SAN PAOLO – La notte che ha dato inizio al processo per la costruzione di un nuovo Cile è anche quella che segna il definito tramonto politico del presidente conservatore Sebastian Piñera. «È evidente – ha detto Piñera – che non siamo in sintonia con le domande della società». Non è una grande sorpresa, se si considera che da un anno e mezzo ci sono manifestazioni di protesta contro l’esecutivo e il modello economico vigente, ma i risultati della mega giornata elettorale di ieri, si è votato per scegliere i rappresentanti dell’Assemblea Costituente ma anche per la nuova figura dei governatori regionali e per i sindaci – segnano una sconfitta profonda per la destra oggi al governo. Con 37 seggi conquistati su 155 i conservatori sono infatti lontani dall’obbiettivo di un terzo dei rappresentanti che sarebbe servito per esercitare un potere di veto sugli articoli della nuova Carta magna, che dovranno essere approvati con maggioranza dei due terzi. Trionfa invece la nuova sinistra, dal Partito Comunista alle formazioni progressiste nate sull’onda delle poteste studentesche e del variegato movimento “Estallido”, la protesta sociale che ha avuto come principale parola d’ordine proprio quella di cambiare la Costituzione vigente, ereditata dalla dittatura di Pinochet.

La lista “Apruebo dignidad” porta a casa 28 rappresentanti, tre in più della coalizione formata dai partiti di centrosinistra (democristiani, socialisti e socialdemocratici) che hanno governato in Cile per la maggior parte del tempo dal ritorno della democrazia ad oggi. Molto bene anche nelle elezioni locali il partito comunista, che è riuscito a mantenere i suoi sindaci e conquistarne di nuovi, arrivando davanti a candidati conservatori anche in comuni simbolici come quello della capitale Santiago. Grande exploit, come si prevedeva, dei candidati indipendenti; saranno 48 su 155 a cui si aggiungono i 17 rappresentanti destinati per legge ai popoli originari, dai mapuche ai quechua ai Rapa Nui dell’Isola di Pasqua. Tra questi il gruppo più grande è quello iscritto nella “Lista del pueblo”, dichiaratamente di sinistra ma senza una piattaforma comune. La Costituente, che inizierà i suoi lavori a fine giugno e avrà 12 mesi di tempo per portarli a termine, avrà quindi una composizione molto variegata, sicuramente di stampo progressista, anche se sarà poi sui singoli articoli in discussione che si scoprirà la direzione verso la quale andrà il nuovo testo costituzionale. Di sicuro la scena politica cilena segna il più grande cambiamento in 31 anni di ritrovata democrazia. Sono molti i nomi nuovi, diversi i rappresentanti di istanze regionali o di domande specifiche della società civile, come la difesa dell’acqua come bene pubblico, la creazione di uno Stato sociale forte, la parità di genere e la lotta alle discriminazioni verso la comunità LGBT.

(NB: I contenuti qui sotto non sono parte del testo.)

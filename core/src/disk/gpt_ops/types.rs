// GPT on-disk structures and errors

use core::fmt;

use uguid::Guid;

use crate::checksum::crc32;
use crate::disk::BLOCK_SIZE;

/// "EFI PART" read as a little-endian u64
pub const GPT_SIGNATURE: u64 = 0x5452_4150_2049_4645;
pub const GPT_REVISION: u32 = 0x0001_0000;
pub const GPT_HEADER_SIZE: u32 = 92;

pub const PARTITION_ENTRY_SIZE: usize = 128;
pub const PARTITION_ENTRY_COUNT: usize = 128;
pub const PARTITION_TABLE_BYTES: usize = PARTITION_ENTRY_SIZE * PARTITION_ENTRY_COUNT;
pub const PARTITION_TABLE_BLOCKS: u64 = (PARTITION_TABLE_BYTES / BLOCK_SIZE) as u64;

/// MBR + primary header + primary table
pub const FRONT_MATTER_BLOCKS: u64 = 2 + PARTITION_TABLE_BLOCKS;
/// Secondary table + secondary header
pub const BACK_MATTER_BLOCKS: u64 = PARTITION_TABLE_BLOCKS + 1;

pub const PRIMARY_HEADER_LBA: u64 = 1;
pub const PRIMARY_TABLE_LBA: u64 = 2;

/// Partition name length in UTF-16 code units
pub const PARTITION_NAME_LEN: usize = 36;

const CRC_OFFSET: usize = 16;

/// Step of image construction, reported with I/O failures
#[derive(Debug, Clone, Copy, PartialEq, Eq)]
pub enum GptStage {
    ProtectiveMbr,
    PrimaryHeader,
    PrimaryTable,
    SecondaryTable,
    SecondaryHeader,
    Flush,
    ReadBack,
}

impl fmt::Display for GptStage {
    fn fmt(&self, f: &mut fmt::Formatter<'_>) -> fmt::Result {
        match self {
            Self::ProtectiveMbr => write!(f, "protective MBR"),
            Self::PrimaryHeader => write!(f, "primary GPT header"),
            Self::PrimaryTable => write!(f, "primary partition table"),
            Self::SecondaryTable => write!(f, "secondary partition table"),
            Self::SecondaryHeader => write!(f, "secondary GPT header"),
            Self::Flush => write!(f, "flush"),
            Self::ReadBack => write!(f, "read back"),
        }
    }
}

/// Which header copy a check refers to
#[derive(Debug, Clone, Copy, PartialEq, Eq)]
pub enum HeaderCopy {
    Primary,
    Secondary,
}

impl fmt::Display for HeaderCopy {
    fn fmt(&self, f: &mut fmt::Formatter<'_>) -> fmt::Result {
        match self {
            Self::Primary => write!(f, "primary"),
            Self::Secondary => write!(f, "secondary"),
        }
    }
}

/// GPT construction and self-check errors
#[derive(Debug, Clone, Copy, PartialEq, Eq)]
pub enum GptError {
    /// Block read/write failed at the named step
    Io(GptStage),
    /// Only 512-byte blocks are supported
    UnsupportedBlockSize,
    /// A partition of zero bytes was requested
    EmptyPartition,
    /// Device has fewer blocks than the plan needs
    DeviceTooSmall { needed: u64, available: u64 },
    /// Requested sizes do not fit a 64-bit byte count
    ImageTooLarge,
    InvalidMbr,
    /// Entry count or entry size other than 128
    UnsupportedEntryLayout { count: u32, size: u32 },
    InvalidSignature(HeaderCopy),
    HeaderCrcMismatch { copy: HeaderCopy, stored: u32, computed: u32 },
    TableCrcMismatch { copy: HeaderCopy, stored: u32, computed: u32 },
    /// my_lba/alternate_lba of the two headers do not point at each other
    CrossLinkMismatch,
    /// Primary and secondary partition tables differ
    TableMismatch,
}

impl fmt::Display for GptError {
    fn fmt(&self, f: &mut fmt::Formatter<'_>) -> fmt::Result {
        match self {
            Self::Io(stage) => write!(f, "I/O error at {}", stage),
            Self::UnsupportedBlockSize => write!(f, "unsupported block size (need 512)"),
            Self::EmptyPartition => write!(f, "partition size must be non-zero"),
            Self::DeviceTooSmall { needed, available } => write!(
                f,
                "device too small: need {} blocks, have {}",
                needed, available
            ),
            Self::ImageTooLarge => write!(f, "image size overflows a 64-bit byte count"),
            Self::InvalidMbr => write!(f, "invalid protective MBR"),
            Self::UnsupportedEntryLayout { count, size } => write!(
                f,
                "unsupported partition array: {} entries of {} bytes",
                count, size
            ),
            Self::InvalidSignature(copy) => write!(f, "invalid {} GPT header signature", copy),
            Self::HeaderCrcMismatch {
                copy,
                stored,
                computed,
            } => write!(
                f,
                "{} header CRC32 mismatch: stored {:#010x}, computed {:#010x}",
                copy, stored, computed
            ),
            Self::TableCrcMismatch {
                copy,
                stored,
                computed,
            } => write!(
                f,
                "{} partition table CRC32 mismatch: stored {:#010x}, computed {:#010x}",
                copy, stored, computed
            ),
            Self::CrossLinkMismatch => write!(f, "GPT header LBAs do not reference each other"),
            Self::TableMismatch => write!(f, "primary and secondary partition tables differ"),
        }
    }
}

/// GPT header (92 meaningful bytes, zero padded to a block on disk)
#[derive(Debug, Clone, Copy, PartialEq, Eq)]
pub struct GptHeader {
    pub signature: u64,
    pub revision: u32,
    pub header_size: u32,
    pub header_crc32: u32,
    pub reserved: u32,
    pub my_lba: u64,
    pub alternate_lba: u64,
    pub first_usable_lba: u64,
    pub last_usable_lba: u64,
    pub disk_guid: Guid,
    pub partition_entry_lba: u64,
    pub number_of_partition_entries: u32,
    pub size_of_partition_entry: u32,
    pub partition_entry_array_crc32: u32,
}

impl GptHeader {
    /// Full block: 92 header bytes followed by zeros.
    pub fn to_bytes(&self) -> [u8; BLOCK_SIZE] {
        let mut b = [0u8; BLOCK_SIZE];
        b[0..8].copy_from_slice(&self.signature.to_le_bytes());
        b[8..12].copy_from_slice(&self.revision.to_le_bytes());
        b[12..16].copy_from_slice(&self.header_size.to_le_bytes());
        b[16..20].copy_from_slice(&self.header_crc32.to_le_bytes());
        b[20..24].copy_from_slice(&self.reserved.to_le_bytes());
        b[24..32].copy_from_slice(&self.my_lba.to_le_bytes());
        b[32..40].copy_from_slice(&self.alternate_lba.to_le_bytes());
        b[40..48].copy_from_slice(&self.first_usable_lba.to_le_bytes());
        b[48..56].copy_from_slice(&self.last_usable_lba.to_le_bytes());
        b[56..72].copy_from_slice(&self.disk_guid.to_bytes());
        b[72..80].copy_from_slice(&self.partition_entry_lba.to_le_bytes());
        b[80..84].copy_from_slice(&self.number_of_partition_entries.to_le_bytes());
        b[84..88].copy_from_slice(&self.size_of_partition_entry.to_le_bytes());
        b[88..92].copy_from_slice(&self.partition_entry_array_crc32.to_le_bytes());
        b
    }

    pub fn from_bytes(b: &[u8; BLOCK_SIZE]) -> Self {
        let mut guid = [0u8; 16];
        guid.copy_from_slice(&b[56..72]);

        Self {
            signature: le_u64(b, 0),
            revision: le_u32(b, 8),
            header_size: le_u32(b, 12),
            header_crc32: le_u32(b, 16),
            reserved: le_u32(b, 20),
            my_lba: le_u64(b, 24),
            alternate_lba: le_u64(b, 32),
            first_usable_lba: le_u64(b, 40),
            last_usable_lba: le_u64(b, 48),
            disk_guid: Guid::from_bytes(guid),
            partition_entry_lba: le_u64(b, 72),
            number_of_partition_entries: le_u32(b, 80),
            size_of_partition_entry: le_u32(b, 84),
            partition_entry_array_crc32: le_u32(b, 88),
        }
    }

    /// CRC-32 over the first `header_size` bytes with the CRC field zeroed.
    pub fn compute_crc32(&self) -> u32 {
        let mut bytes = self.to_bytes();
        bytes[CRC_OFFSET..CRC_OFFSET + 4].fill(0);
        let len = (self.header_size as usize).min(BLOCK_SIZE);
        crc32(&bytes[..len])
    }

    /// Store a freshly computed header CRC.
    pub fn update_crc32(&mut self) {
        self.header_crc32 = self.compute_crc32();
    }

    pub fn has_valid_signature(&self) -> bool {
        self.signature == GPT_SIGNATURE
    }
}

/// One 128-byte partition entry
#[derive(Debug, Clone, Copy, PartialEq, Eq)]
pub struct GptPartitionEntry {
    pub partition_type_guid: Guid,
    pub unique_partition_guid: Guid,
    pub starting_lba: u64,
    /// Inclusive
    pub ending_lba: u64,
    pub attributes: u64,
    /// UTF-16LE, zero padded
    pub name: [u16; PARTITION_NAME_LEN],
}

impl GptPartitionEntry {
    pub const fn empty() -> Self {
        Self {
            partition_type_guid: Guid::ZERO,
            unique_partition_guid: Guid::ZERO,
            starting_lba: 0,
            ending_lba: 0,
            attributes: 0,
            name: [0; PARTITION_NAME_LEN],
        }
    }

    pub fn new(
        partition_type_guid: Guid,
        unique_partition_guid: Guid,
        starting_lba: u64,
        ending_lba: u64,
        name: &str,
    ) -> Self {
        let mut entry = Self {
            partition_type_guid,
            unique_partition_guid,
            starting_lba,
            ending_lba,
            attributes: 0,
            name: [0; PARTITION_NAME_LEN],
        };
        entry.set_name(name);
        entry
    }

    /// Encode `name` as UTF-16, truncated to 36 code units.
    pub fn set_name(&mut self, name: &str) {
        self.name = [0; PARTITION_NAME_LEN];
        for (slot, unit) in self.name.iter_mut().zip(name.encode_utf16()) {
            *slot = unit;
        }
    }

    /// Name up to the first NUL, invalid code units replaced.
    pub fn name(&self) -> alloc::string::String {
        let len = self
            .name
            .iter()
            .position(|&c| c == 0)
            .unwrap_or(PARTITION_NAME_LEN);
        char::decode_utf16(self.name[..len].iter().copied())
            .map(|c| c.unwrap_or(char::REPLACEMENT_CHARACTER))
            .collect()
    }

    pub fn is_used(&self) -> bool {
        self.partition_type_guid != Guid::ZERO
    }

    pub fn to_bytes(&self) -> [u8; PARTITION_ENTRY_SIZE] {
        let mut b = [0u8; PARTITION_ENTRY_SIZE];
        b[0..16].copy_from_slice(&self.partition_type_guid.to_bytes());
        b[16..32].copy_from_slice(&self.unique_partition_guid.to_bytes());
        b[32..40].copy_from_slice(&self.starting_lba.to_le_bytes());
        b[40..48].copy_from_slice(&self.ending_lba.to_le_bytes());
        b[48..56].copy_from_slice(&self.attributes.to_le_bytes());
        for (i, unit) in self.name.iter().enumerate() {
            let offset = 56 + i * 2;
            b[offset..offset + 2].copy_from_slice(&unit.to_le_bytes());
        }
        b
    }

    pub fn from_bytes(b: &[u8; PARTITION_ENTRY_SIZE]) -> Self {
        let mut type_guid = [0u8; 16];
        type_guid.copy_from_slice(&b[0..16]);
        let mut unique_guid = [0u8; 16];
        unique_guid.copy_from_slice(&b[16..32]);

        let mut name = [0u16; PARTITION_NAME_LEN];
        for (i, unit) in name.iter_mut().enumerate() {
            let offset = 56 + i * 2;
            *unit = u16::from_le_bytes([b[offset], b[offset + 1]]);
        }

        Self {
            partition_type_guid: Guid::from_bytes(type_guid),
            unique_partition_guid: Guid::from_bytes(unique_guid),
            starting_lba: le_u64(b, 32),
            ending_lba: le_u64(b, 40),
            attributes: le_u64(b, 48),
            name,
        }
    }
}

/// Serialize the full 128-entry array; unused slots stay zero.
pub fn encode_partition_table(entries: &[GptPartitionEntry]) -> alloc::vec::Vec<u8> {
    let mut table = alloc::vec![0u8; PARTITION_TABLE_BYTES];
    for (i, entry) in entries.iter().take(PARTITION_ENTRY_COUNT).enumerate() {
        let offset = i * PARTITION_ENTRY_SIZE;
        table[offset..offset + PARTITION_ENTRY_SIZE].copy_from_slice(&entry.to_bytes());
    }
    table
}

pub(crate) fn le_u32(b: &[u8], offset: usize) -> u32 {
    u32::from_le_bytes([b[offset], b[offset + 1], b[offset + 2], b[offset + 3]])
}

pub(crate) fn le_u64(b: &[u8], offset: usize) -> u64 {
    let mut raw = [0u8; 8];
    raw.copy_from_slice(&b[offset..offset + 8]);
    u64::from_le_bytes(raw)
}

#[cfg(test)]
mod tests {
    use super::*;
    use crate::guid::{BASIC_DATA_PARTITION, EFI_SYSTEM_PARTITION};
    use uguid::guid;

    fn sample_header() -> GptHeader {
        GptHeader {
            signature: GPT_SIGNATURE,
            revision: GPT_REVISION,
            header_size: GPT_HEADER_SIZE,
            header_crc32: 0,
            reserved: 0,
            my_lba: 1,
            alternate_lba: 9_999,
            first_usable_lba: 34,
            last_usable_lba: 9_966,
            disk_guid: guid!("01234567-89ab-4def-8123-456789abcdef"),
            partition_entry_lba: 2,
            number_of_partition_entries: 128,
            size_of_partition_entry: 128,
            partition_entry_array_crc32: 0xDEAD_BEEF,
        }
    }

    #[test]
    fn test_signature_is_efi_part() {
        assert_eq!(&GPT_SIGNATURE.to_le_bytes(), b"EFI PART");
    }

    #[test]
    fn test_table_geometry() {
        assert_eq!(PARTITION_TABLE_BLOCKS, 32);
        assert_eq!(FRONT_MATTER_BLOCKS, 34);
        assert_eq!(BACK_MATTER_BLOCKS, 33);
    }

    #[test]
    fn test_header_field_offsets() {
        let b = sample_header().to_bytes();
        assert_eq!(&b[0..8], b"EFI PART");
        assert_eq!(&b[8..12], &[0x00, 0x00, 0x01, 0x00]);
        assert_eq!(le_u32(&b, 12), 92);
        assert_eq!(le_u64(&b, 24), 1);
        assert_eq!(le_u64(&b, 32), 9_999);
        assert_eq!(le_u64(&b, 72), 2);
        assert_eq!(le_u32(&b, 88), 0xDEAD_BEEF);
        assert!(b[92..].iter().all(|&x| x == 0));
    }

    #[test]
    fn test_header_crc_ignores_stored_crc() {
        let mut header = sample_header();
        let expected = header.compute_crc32();
        header.header_crc32 = 0x1234_5678;
        assert_eq!(header.compute_crc32(), expected);

        header.update_crc32();
        let mut zeroed = header.to_bytes();
        zeroed[16..20].fill(0);
        assert_eq!(header.header_crc32, crc32(&zeroed[..92]));
    }

    #[test]
    fn test_header_decode() {
        let mut header = sample_header();
        header.update_crc32();
        assert_eq!(GptHeader::from_bytes(&header.to_bytes()), header);
    }

    #[test]
    fn test_entry_layout() {
        let entry = GptPartitionEntry::new(
            EFI_SYSTEM_PARTITION,
            guid!("11111111-2222-4333-8444-555555555555"),
            2048,
            206_847,
            "EFI System Partition",
        );
        let b = entry.to_bytes();
        assert_eq!(&b[0..16], &EFI_SYSTEM_PARTITION.to_bytes());
        assert_eq!(le_u64(&b, 32), 2048);
        assert_eq!(le_u64(&b, 40), 206_847);
        assert_eq!(le_u64(&b, 48), 0);
        assert_eq!(&b[56..60], &[b'E', 0, b'F', 0]);
        // 20 characters, rest zero
        assert!(b[56 + 40..].iter().all(|&x| x == 0));
    }

    #[test]
    fn test_entry_name_decode() {
        let entry = GptPartitionEntry::new(
            BASIC_DATA_PARTITION,
            Guid::ZERO,
            4096,
            8191,
            "Root Partition",
        );
        let decoded = GptPartitionEntry::from_bytes(&entry.to_bytes());
        assert_eq!(decoded, entry);
        assert_eq!(decoded.name(), "Root Partition");
    }

    #[test]
    fn test_entry_name_truncated() {
        let mut entry = GptPartitionEntry::empty();
        entry.set_name("0123456789012345678901234567890123456789");
        assert_eq!(entry.name().len(), PARTITION_NAME_LEN);
    }

    #[test]
    fn test_table_padding() {
        let used = GptPartitionEntry::new(EFI_SYSTEM_PARTITION, Guid::ZERO, 2048, 4095, "ESP");
        let table = encode_partition_table(&[used]);
        assert_eq!(table.len(), PARTITION_TABLE_BYTES);
        assert!(table[PARTITION_ENTRY_SIZE..].iter().all(|&x| x == 0));
        assert!(!GptPartitionEntry::empty().is_used());
    }
}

Un terremoto politico arrivato però con una partecipazione ancora più bassa del previsto; ha votato solo il 43% dei cileni, un dato sorprendente se si considera l’importanza di un voto destinato, comunque lo si guardi, a cambiare la storia del Cile. Il prossimo appuntamento elettorale è dietro l’angolo, a novembre si vota per scegliere il presidente. I nomi dei candidati saranno decisivi nelle prossime settimane dai rispettivi partiti e anche qui ci potranno essere delle sorprese.